* **What to work on**
Track down every line below that holds "LocalLock" and copy it.

(Beginning of Data provided)

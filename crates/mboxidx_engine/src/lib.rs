//! # mboxidx Engine
//!
//! The durable index engine for mboxidx.
//!
//! An index file holds a fixed header followed by fixed-size record slots,
//! one per message of the archive. Records go through a two-phase life:
//! they are appended *provisional* (no identity, invisible to readers),
//! filled in field by field, durably flushed, and only then assigned a UID.
//! A crash at any point before the UID write leaves a record that readers
//! can never observe; such residue is reclaimed the next time the index is
//! opened.
//!
//! This crate provides:
//! - [`MailIndex`] - record storage, staged updates, identity assignment
//! - [`IndexLock`] / [`FsLock`] / [`LocalLock`] - exclusive batch locking
//! - [`MessageFlags`] / [`RecordState`] - per-record metadata types

#![deny(unsafe_code)]
#![warn(missing_docs)]

mod error;
mod header;
mod index;
mod lock;
mod record;
mod types;

pub use error::{EngineError, EngineResult};
pub use index::{CommittedRecord, MailIndex, RecordUpdate};
pub use lock::{FsLock, IndexLock, LocalLock};
pub use record::{IndexRecord, RECORD_SIZE};
pub use types::{MessageFlags, RecordId, RecordState, Uid};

(End of Data provided)

* **Result of the exercise**
//! - [`IndexLock`] / [`FsLock`] / [`LocalLock`] - exclusive batch locking
pub use lock::{FsLock, IndexLock, LocalLock};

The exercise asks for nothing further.